Khushi Kabir

Human Rights Activist; Rapoport Center Visiting Practitioner
Event Speakers Visiting Professors/Practitioners

Khushi Kabir is a human rights activist based in Bangladesh. She has a long and storied career in advocating for landless, indigenous, and women’s rights throughout the country and is a voice for progressive politics in Bangladesh and South Asia more broadly. The core of her work has been the organization Nijera Kori (NK), a nonhierarchical, non-service providing civil society organization in Bangladesh which supports landless peasants in organizing for change. Nijera Kori, which translates from Bengali as “we do it ourselves,” empowers local groups of landless peasants to advocate for their own rights—to state institutions, to local governmental organizations, and to NGOs mounting development projects in their communities.
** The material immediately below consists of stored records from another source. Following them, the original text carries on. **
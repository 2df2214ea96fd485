//! BitMEX API request and response types.
//!
//! BitMEX sends numbers as JSON floats (and occasionally `null`), so every
//! decimal goes through [`deserialize_opt_decimal`], which reads the number's
//! textual form rather than an `f64`.

use rust_decimal::Decimal;
use serde::{Deserialize, Serialize};
use serde_json::Value;
use std::collections::BTreeMap;

/// Body of POST /api/v1/order.
#[derive(Debug, Clone, Serialize)]
pub struct NewOrder {
    pub symbol: String,
    pub side: &'static str,
    #[serde(rename = "orderQty", with = "rust_decimal::serde::float")]
    pub order_qty: Decimal,
    #[serde(
        skip_serializing_if = "Option::is_none",
        with = "rust_decimal::serde::float_option"
    )]
    pub price: Option<Decimal>,
    #[serde(
        rename = "stopPx",
        skip_serializing_if = "Option::is_none",
        with = "rust_decimal::serde::float_option"
    )]
    pub stop_px: Option<Decimal>,
    #[serde(rename = "ordType")]
    pub ord_type: &'static str,
    #[serde(rename = "execInst", skip_serializing_if = "Option::is_none")]
    pub exec_inst: Option<String>,
    #[serde(rename = "clOrdID", skip_serializing_if = "Option::is_none")]
    pub cl_ord_id: Option<String>,
}

/// Body of PUT /api/v1/order.
#[derive(Debug, Clone, Serialize)]
pub struct AmendOrder {
    #[serde(rename = "orderID")]
    pub order_id: String,
    #[serde(
        rename = "orderQty",
        skip_serializing_if = "Option::is_none",
        with = "rust_decimal::serde::float_option"
    )]
    pub order_qty: Option<Decimal>,
    #[serde(
        skip_serializing_if = "Option::is_none",
        with = "rust_decimal::serde::float_option"
    )]
    pub price: Option<Decimal>,
    #[serde(
        rename = "stopPx",
        skip_serializing_if = "Option::is_none",
        with = "rust_decimal::serde::float_option"
    )]
    pub stop_px: Option<Decimal>,
}

/// An order as returned by every /order endpoint.
#[derive(Debug, Clone, Deserialize)]
pub struct BitmexOrder {
    #[serde(rename = "orderID")]
    pub order_id: String,
    #[serde(rename = "clOrdID", default)]
    pub cl_ord_id: Option<String>,
    #[serde(default)]
    pub side: Option<String>,
    #[serde(rename = "ordType", default)]
    pub ord_type: Option<String>,
    #[serde(rename = "ordStatus", default)]
    pub ord_status: Option<String>,
    #[serde(rename = "orderQty", default, deserialize_with = "deserialize_opt_decimal")]
    pub order_qty: Option<Decimal>,
    #[serde(rename = "leavesQty", default, deserialize_with = "deserialize_opt_decimal")]
    pub leaves_qty: Option<Decimal>,
    #[serde(rename = "cumQty", default, deserialize_with = "deserialize_opt_decimal")]
    pub cum_qty: Option<Decimal>,
    #[serde(default, deserialize_with = "deserialize_opt_decimal")]
    pub price: Option<Decimal>,
    #[serde(rename = "stopPx", default, deserialize_with = "deserialize_opt_decimal")]
    pub stop_px: Option<Decimal>,
    #[serde(rename = "displayQty", default, deserialize_with = "deserialize_opt_decimal")]
    pub display_qty: Option<Decimal>,
    /// Set on cancel failures inside a bulk cancel.
    #[serde(default)]
    pub error: Option<String>,
}

/// Response from GET /api/v1/user/margin.
#[derive(Debug, Clone, Deserialize)]
pub struct Margin {
    pub currency: String,
    #[serde(rename = "availableMargin", default, deserialize_with = "deserialize_opt_decimal")]
    pub available_margin: Option<Decimal>,
    #[serde(rename = "walletBalance", default, deserialize_with = "deserialize_opt_decimal")]
    pub wallet_balance: Option<Decimal>,
}

/// Row of GET /api/v1/position.
#[derive(Debug, Clone, Deserialize)]
pub struct BitmexPosition {
    pub symbol: String,
    #[serde(rename = "currentQty", default, deserialize_with = "deserialize_opt_decimal")]
    pub current_qty: Option<Decimal>,
    #[serde(default, deserialize_with = "deserialize_opt_decimal")]
    pub leverage: Option<Decimal>,
    #[serde(rename = "avgEntryPrice", default, deserialize_with = "deserialize_opt_decimal")]
    pub avg_entry_price: Option<Decimal>,
    #[serde(
        rename = "liquidationPrice",
        default,
        deserialize_with = "deserialize_opt_decimal"
    )]
    pub liquidation_price: Option<Decimal>,
}

/// Row of GET /api/v1/instrument.
///
/// Fields the adapter does not read by name stay in `other`, which is where
/// the named price views come from.
#[derive(Debug, Clone, Deserialize)]
pub struct BitmexInstrument {
    pub symbol: String,
    #[serde(rename = "isQuanto", default)]
    pub is_quanto: bool,
    #[serde(rename = "isInverse", default)]
    pub is_inverse: bool,
    #[serde(default, deserialize_with = "deserialize_opt_decimal")]
    pub multiplier: Option<Decimal>,
    #[serde(
        rename = "underlyingToSettleMultiplier",
        default,
        deserialize_with = "deserialize_opt_decimal"
    )]
    pub underlying_to_settle_multiplier: Option<Decimal>,
    #[serde(
        rename = "quoteToSettleMultiplier",
        default,
        deserialize_with = "deserialize_opt_decimal"
    )]
    pub quote_to_settle_multiplier: Option<Decimal>,
    #[serde(rename = "tickSize", default, deserialize_with = "deserialize_opt_decimal")]
    pub tick_size: Option<Decimal>,
    #[serde(flatten)]
    pub other: BTreeMap<String, Value>,
}

impl BitmexInstrument {
    /// Every numeric `*Price` field (`bidPrice`, `markPrice`, ...).
    pub fn prices(&self) -> BTreeMap<String, Decimal> {
        self.other
            .iter()
            .filter(|(k, _)| k.contains("rice"))
            .filter_map(|(k, v)| decimal_from_value(v).map(|d| (k.clone(), d)))
            .collect()
    }

    /// A named price field.
    pub fn price(&self, name: &str) -> Option<Decimal> {
        self.other.get(name).and_then(decimal_from_value)
    }
}

/// Row of GET /api/v1/trade with `columns=price`.
#[derive(Debug, Clone, Deserialize)]
pub struct TradePrice {
    #[serde(default, deserialize_with = "deserialize_opt_decimal")]
    pub price: Option<Decimal>,
}

/// Error body: `{"error": {"message": "...", "name": "..."}}`.
#[derive(Debug, Clone, Deserialize)]
pub struct ErrorResponse {
    pub error: ErrorDetail,
}

#[derive(Debug, Clone, Deserialize)]
pub struct ErrorDetail {
    pub message: String,
    #[serde(default)]
    pub name: String,
}

/// Read a decimal from a JSON number or string.
pub(crate) fn decimal_from_value(value: &Value) -> Option<Decimal> {
    let text = match value {
        Value::Number(n) => n.to_string(),
        Value::String(s) => s.clone(),
        _ => return None,
    };
    text.parse::<Decimal>()
        .ok()
        .or_else(|| Decimal::from_scientific(&text).ok())
}

fn deserialize_opt_decimal<'de, D>(deserializer: D) -> Result<Option<Decimal>, D::Error>
where
    D: serde::Deserializer<'de>,
{
    let value: Option<Value> = Deserialize::deserialize(deserializer)?;
    match value {
        None | Some(Value::Null) => Ok(None),
        Some(v) => decimal_from_value(&v)
            .map(Some)
            .ok_or_else(|| serde::de::Error::custom(format!("not a decimal: {}", v))),
    }
}

#[cfg(test)]
mod tests {
    use super::*;
    use rust_decimal_macros::dec;
    use serde_json::json;

    #[test]
    fn test_new_order_body() {
        let order = NewOrder {
            symbol: "XBTUSD".into(),
            side: "Buy",
            order_qty: dec!(100),
            price: Some(dec!(7000.5)),
            stop_px: None,
            ord_type: "Limit",
            exec_inst: Some("ParticipateDoNotInitiate".into()),
            cl_ord_id: None,
        };

        let body = serde_json::to_value(&order).unwrap();
        assert_eq!(
            body,
            json!({
                "symbol": "XBTUSD",
                "side": "Buy",
                "orderQty": 100.0,
                "price": 7000.5,
                "ordType": "Limit",
                "execInst": "ParticipateDoNotInitiate"
            })
        );
    }

    #[test]
    fn test_order_with_nulls() {
        let order: BitmexOrder = serde_json::from_value(json!({
            "orderID": "abc",
            "clOrdID": "mlk_A-S_C",
            "side": "Sell",
            "orderQty": 30,
            "price": null,
            "stopPx": 6900.5,
            "ordStatus": "New"
        }))
        .unwrap();

        assert_eq!(order.order_qty, Some(dec!(30)));
        assert_eq!(order.price, None);
        assert_eq!(order.stop_px, Some(dec!(6900.5)));
        assert_eq!(order.leaves_qty, None);
    }

    #[test]
    fn test_instrument_prices() {
        let inst: BitmexInstrument = serde_json::from_value(json!({
            "symbol": "XBTUSD",
            "isQuanto": false,
            "isInverse": true,
            "multiplier": -100000000,
            "underlyingToSettleMultiplier": -100000000,
            "quoteToSettleMultiplier": null,
            "tickSize": 0.5,
            "bidPrice": 7000,
            "askPrice": 7000.5,
            "markPrice": 7000.12,
            "indicativeSettlePrice": 6999.87,
            "lastPriceProtected": 7000,
            "state": "Open"
        }))
        .unwrap();

        assert!(inst.is_inverse);
        assert_eq!(inst.tick_size, Some(dec!(0.5)));
        assert_eq!(inst.price("markPrice"), Some(dec!(7000.12)));

        let prices = inst.prices();
        assert_eq!(prices.len(), 5);
        assert!(!prices.contains_key("state"));
    }

    #[test]
    fn test_scientific_numbers() {
        assert_eq!(decimal_from_value(&json!(1e-8)), Some(dec!(0.00000001)));
        assert_eq!(decimal_from_value(&json!("12.5")), Some(dec!(12.5)));
        assert_eq!(decimal_from_value(&json!(true)), None);
    }

    #[test]
    fn test_error_body() {
        let err: ErrorResponse = serde_json::from_str(
            r#"{"error": {"message": "Invalid orderID", "name": "HTTPError"}}"#,
        )
        .unwrap();
        assert_eq!(err.error.message, "Invalid orderID");
    }
}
Founded in the 1980s out of a frustration with the systematic neglect of landless-issues, NK has grown into a broad network throughout the country that extends to over 1100 villages and over 200,000 members. Ms. Kabir has been a vocal public advocate for a range of issues in Bangladesh including women’s rights, indigenous rights, conflict resolution in the Chittagong Hill Tracts, secularism and intellectual freedom, and more.She is an outspoken voice against the rise of militant Islam in Bangladesh and has been an active participant in Bangladesh’s pro-democracy movement. She is the coordinator in Bangladesh for 1 Billion Rising, a transnational solidarity movement working against the exploitation of women. Her work has gained her significant notoriety both in and beyond Bangladesh. Ms. Kabir was one of the 1000 women collectively nominated for the Nobel Peace Prize in 2005.